**WORK INSTRUCTIONS**
Scan the listing below. Report each line that includes "stats".

**DATA RECORDS**
# # # # # # #
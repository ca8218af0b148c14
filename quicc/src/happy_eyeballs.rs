//! Happy Eyeballs (v1) dual-stack connection racing.
//!
//! One candidate address per family is registered before start. The primary
//! family (cached hint, defaulting to v6) writes immediately; the secondary
//! socket is bound and read from start but only becomes writable when the
//! connection-attempt delay fires. The first inbound datagram locks in its
//! socket and closes the loser synchronously, so no bytes are ever processed
//! from the losing socket afterwards.

use std::net::SocketAddr;

use socket2::Socket;
use tokio::net::UdpSocket;
use tokio::time::Instant;
use tracing::{debug, warn};

use quicc_quic::error::{Error, Result};

use crate::config::TransportSettings;
use crate::netio;

#[derive(Debug, Clone, Copy, PartialEq, Eq)]
pub enum AddressFamily {
    V4,
    V6,
}

impl AddressFamily {
    pub fn of(addr: &SocketAddr) -> Self {
        match addr {
            SocketAddr::V4(_) => AddressFamily::V4,
            SocketAddr::V6(_) => AddressFamily::V6,
        }
    }
}

#[derive(Default)]
pub struct HappyEyeballs {
    v4_peer: Option<SocketAddr>,
    v6_peer: Option<SocketAddr>,
    cached_family: Option<AddressFamily>,

    /// Supplied before start, bound during start.
    second_socket_raw: Option<Socket>,
    second_socket: Option<UdpSocket>,
    second_peer: Option<SocketAddr>,

    delay_deadline: Option<Instant>,
    write_to_first: bool,
    write_to_second: bool,
    finished: bool,
    started: bool,

    /// Both families actually raced (for stats).
    raced: bool,
    /// Secondary bind failed and the race was abandoned (for stats).
    second_bind_failed: bool,
}

impl HappyEyeballs {
    pub fn new() -> Self {
        Self::default()
    }

    /// Register a candidate peer address. At most one per family, and only
    /// before `start`.
    pub fn add_peer_address(&mut self, addr: SocketAddr) -> Result<()> {
        if self.started {
            return Err(Error::ConfigError(
                "peer address added after start".into(),
            ));
        }
        let slot = match AddressFamily::of(&addr) {
            AddressFamily::V4 => &mut self.v4_peer,
            AddressFamily::V6 => &mut self.v6_peer,
        };
        if slot.is_some() {
            return Err(Error::ConfigError(format!(
                "duplicate peer address family for {addr}"
            )));
        }
        debug!(%addr, "peer address registered");
        *slot = Some(addr);
        Ok(())
    }

    /// Supply the extra socket used for the losing family. Required iff both
    /// families are registered.
    pub fn add_second_socket(&mut self, socket: Socket) {
        self.second_socket_raw = Some(socket);
    }

    /// Hint: the family that won last time.
    pub fn set_cached_family(&mut self, family: AddressFamily) {
        self.cached_family = Some(family);
    }

    pub fn has_any_address(&self) -> bool {
        self.v4_peer.is_some() || self.v6_peer.is_some()
    }

    /// Select the starting family, bind the secondary, arm the delay.
    /// Returns the primary peer address the transport should use.
    pub fn start(&mut self, settings: &TransportSettings) -> Result<SocketAddr> {
        self.started = true;
        let (primary, secondary) = match (self.v4_peer, self.v6_peer) {
            (None, None) => {
                return Err(Error::ConfigError("no peer address registered".into()))
            }
            (Some(v4), None) => (v4, None),
            (None, Some(v6)) => (v6, None),
            (Some(v4), Some(v6)) => {
                if !settings.happy_eyeballs_enabled {
                    // Racing disabled: fall back to a single family.
                    let pick = match self.cached_family {
                        Some(AddressFamily::V4) => v4,
                        _ => v6,
                    };
                    debug!(peer = %pick, "happy eyeballs disabled, single family");
                    (pick, None)
                } else if self.cached_family == Some(AddressFamily::V4) {
                    (v4, Some(v6))
                } else {
                    (v6, Some(v4))
                }
            }
        };

        let Some(second_peer) = secondary else {
            self.finished = true;
            self.write_to_first = true;
            return Ok(primary);
        };

        if settings.conn_attempt_delay.is_zero() {
            return Err(Error::ConfigError(
                "connection attempt delay must be positive".into(),
            ));
        }
        let raw = self.second_socket_raw.take().ok_or_else(|| {
            Error::ConfigError("second socket required for dual-stack racing".into())
        })?;

        debug!(primary = %primary, secondary = %second_peer, "happy eyeballs racing");
        match netio::setup_socket(&raw, &second_peer, settings)
            .and_then(|()| netio::into_tokio(raw))
        {
            Ok(socket) => {
                self.second_socket = Some(socket);
                self.second_peer = Some(second_peer);
                self.delay_deadline = Some(Instant::now() + settings.conn_attempt_delay);
                self.write_to_first = true;
                self.write_to_second = false;
                self.raced = true;
            }
            Err(err) => {
                // Give up the race; the primary carries the connection.
                warn!(error = %err, "secondary socket setup failed, racing abandoned");
                self.second_bind_failed = true;
                self.delay_deadline = None;
                self.finished = true;
                self.write_to_first = true;
            }
        }
        Ok(primary)
    }

    /// The connection-attempt delay fired: open the secondary for writes.
    pub fn on_delay_expired(&mut self) {
        self.delay_deadline = None;
        if self.finished {
            return;
        }
        debug!("connection attempt delay expired, writing to both sockets");
        self.write_to_second = true;
    }

    /// First datagram observed while racing. Promotes the receiving socket,
    /// swapping handles and addresses if the secondary won, and closes the
    /// loser. Returns whether a swap happened.
    pub fn on_data_received(
        &mut self,
        received_on_second: bool,
        primary_socket: &mut UdpSocket,
        peer_addr: &mut SocketAddr,
        original_peer_addr: &mut SocketAddr,
    ) -> bool {
        if self.finished {
            return false;
        }
        self.delay_deadline = None;
        self.finished = true;
        self.write_to_first = true;
        self.write_to_second = false;

        let swapped = if received_on_second {
            let second = self
                .second_socket
                .as_mut()
                .expect("racing without a second socket");
            std::mem::swap(primary_socket, second);
            let winner = self.second_peer.expect("racing without a second address");
            debug!(peer = %winner, "secondary socket won the race");
            *peer_addr = winner;
            *original_peer_addr = winner;
            true
        } else {
            debug!(peer = %peer_addr, "primary socket won the race");
            false
        };

        // Closing the loser here guarantees nothing more is read from it.
        self.second_socket = None;
        self.second_peer = None;
        swapped
    }

    /// Application close: cancel the timer and drop both extra handles.
    pub fn close(&mut self) {
        self.delay_deadline = None;
        self.second_socket = None;
        self.second_socket_raw = None;
    }

    pub fn finished(&self) -> bool {
        self.finished
    }

    pub fn write_to_first(&self) -> bool {
        self.write_to_first
    }

    pub fn write_to_second(&self) -> bool {
        self.write_to_second
    }

    pub fn delay_deadline(&self) -> Option<Instant> {
        if self.finished {
            None
        } else {
            self.delay_deadline
        }
    }

    pub fn second_socket(&self) -> Option<&UdpSocket> {
        self.second_socket.as_ref()
    }

    pub fn second_peer(&self) -> Option<SocketAddr> {
        self.second_peer
    }

    pub fn raced(&self) -> bool {
        self.raced
    }

    pub fn second_bind_failed(&self) -> bool {
        self.second_bind_failed
    }
}

#[cfg(test)]
mod tests {
    use super::*;
    use crate::netio::{create_socket, into_tokio, setup_socket};
    use std::time::Duration;

    fn v4() -> SocketAddr {
        "127.0.0.1:4433".parse().unwrap()
    }

    fn v6() -> SocketAddr {
        "[::1]:4433".parse().unwrap()
    }

    fn settings() -> TransportSettings {
        TransportSettings {
            conn_attempt_delay: Duration::from_millis(150),
            ..Default::default()
        }
    }

    fn bound_primary(peer: &SocketAddr) -> UdpSocket {
        let socket = create_socket(peer).unwrap();
        setup_socket(&socket, peer, &settings()).unwrap();
        into_tokio(socket).unwrap()
    }

    #[test]
    fn duplicate_family_is_config_error() {
        let mut he = HappyEyeballs::new();
        he.add_peer_address(v4()).unwrap();
        let err = he.add_peer_address("127.0.0.2:4433".parse().unwrap()).unwrap_err();
        assert!(matches!(err, Error::ConfigError(_)));
    }

    #[test]
    fn address_after_start_is_config_error() {
        let mut he = HappyEyeballs::new();
        he.add_peer_address(v4()).unwrap();
        he.start(&settings()).unwrap();
        assert!(matches!(
            he.add_peer_address(v6()),
            Err(Error::ConfigError(_))
        ));
    }

    #[test]
    fn no_address_is_config_error() {
        let mut he = HappyEyeballs::new();
        assert!(matches!(
            he.start(&settings()),
            Err(Error::ConfigError(_))
        ));
    }

    #[test]
    fn single_family_finishes_immediately() {
        let mut he = HappyEyeballs::new();
        he.add_peer_address(v6()).unwrap();
        let primary = he.start(&settings()).unwrap();
        assert_eq!(primary, v6());
        assert!(he.finished());
        assert!(he.write_to_first());
        assert!(!he.write_to_second());
        assert!(he.delay_deadline().is_none());
    }

    #[test]
    fn dual_stack_requires_second_socket() {
        let mut he = HappyEyeballs::new();
        he.add_peer_address(v4()).unwrap();
        he.add_peer_address(v6()).unwrap();
        assert!(matches!(
            he.start(&settings()),
            Err(Error::ConfigError(_))
        ));
    }

    #[tokio::test]
    async fn cached_family_picks_primary() {
        let mut he = HappyEyeballs::new();
        he.add_peer_address(v4()).unwrap();
        he.add_peer_address(v6()).unwrap();
        he.set_cached_family(AddressFamily::V4);
        he.add_second_socket(create_socket(&v6()).unwrap());

        let primary = he.start(&settings()).unwrap();
        assert_eq!(primary, v4());
        assert_eq!(he.second_peer(), Some(v6()));
        assert!(!he.finished());
        assert!(he.write_to_first());
        assert!(!he.write_to_second());
        assert!(he.delay_deadline().is_some());
        assert!(he.second_socket().is_some());
    }

    #[tokio::test]
    async fn no_second_writes_before_delay() {
        let mut he = HappyEyeballs::new();
        he.add_peer_address(v4()).unwrap();
        he.add_peer_address(v6()).unwrap();
        he.set_cached_family(AddressFamily::V6);
        he.add_second_socket(create_socket(&v4()).unwrap());
        he.start(&settings()).unwrap();

        assert!(!he.write_to_second());
        he.on_delay_expired();
        assert!(he.write_to_second());
        assert!(!he.finished());
    }

    #[tokio::test]
    async fn second_socket_wins_and_swaps() {
        let mut he = HappyEyeballs::new();
        he.add_peer_address(v4()).unwrap();
        he.add_peer_address(v6()).unwrap();
        he.set_cached_family(AddressFamily::V6);
        he.add_second_socket(create_socket(&v4()).unwrap());

        let mut peer = he.start(&settings()).unwrap();
        assert_eq!(peer, v6());
        let mut original_peer = peer;
        let mut primary = bound_primary(&peer);
        he.on_delay_expired();

        let second_local = he.second_socket().unwrap().local_addr().unwrap();
        let swapped = he.on_data_received(true, &mut primary, &mut peer, &mut original_peer);
        assert!(swapped);
        assert!(he.finished());
        // The promoted handle is the old secondary.
        assert_eq!(primary.local_addr().unwrap(), second_local);
        assert_eq!(peer, v4());
        assert_eq!(original_peer, v4());
        assert!(he.write_to_first());
        assert!(!he.write_to_second());
        // Exactly one socket remains open.
        assert!(he.second_socket().is_none());

        // Later datagrams no longer change anything.
        let swapped = he.on_data_received(false, &mut primary, &mut peer, &mut original_peer);
        assert!(!swapped);
        assert_eq!(peer, v4());
    }

    #[tokio::test]
    async fn primary_win_keeps_socket_and_closes_second() {
        let mut he = HappyEyeballs::new();
        he.add_peer_address(v4()).unwrap();
        he.add_peer_address(v6()).unwrap();
        he.add_second_socket(create_socket(&v4()).unwrap());

        let mut peer = he.start(&settings()).unwrap();
        let mut original_peer = peer;
        let mut primary = bound_primary(&peer);
        let primary_local = primary.local_addr().unwrap();

        let swapped = he.on_data_received(false, &mut primary, &mut peer, &mut original_peer);
        assert!(!swapped);
        assert_eq!(primary.local_addr().unwrap(), primary_local);
        assert_eq!(peer, v6());
        assert!(he.second_socket().is_none());
        assert!(he.delay_deadline().is_none());
    }

    #[tokio::test]
    async fn secondary_bind_failure_falls_back_to_primary() {
        let mut he = HappyEyeballs::new();
        he.add_peer_address(v4()).unwrap();
        he.add_peer_address(v6()).unwrap();
        he.set_cached_family(AddressFamily::V4);
        // Wrong family: an AF_INET socket cannot bind the v6 wildcard.
        he.add_second_socket(create_socket(&v4()).unwrap());

        let primary = he.start(&settings()).unwrap();
        assert_eq!(primary, v4());
        assert!(he.finished());
        assert!(he.second_bind_failed());
        assert!(he.write_to_first());
        assert!(!he.write_to_second());
        assert!(he.delay_deadline().is_none());
        assert!(he.second_socket().is_none());
    }

    #[tokio::test]
    async fn racing_disabled_picks_cached_family() {
        let mut he = HappyEyeballs::new();
        he.add_peer_address(v4()).unwrap();
        he.add_peer_address(v6()).unwrap();
        he.set_cached_family(AddressFamily::V4);
        let disabled = TransportSettings {
            happy_eyeballs_enabled: false,
            ..settings()
        };
        let primary = he.start(&disabled).unwrap();
        assert_eq!(primary, v4());
        assert!(he.finished());
        assert!(!he.raced());
    }
}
# # # # # # #
**TASK OUTPUT**
    /// Both families actually raced (for stats).
    /// Secondary bind failed and the race was abandoned (for stats).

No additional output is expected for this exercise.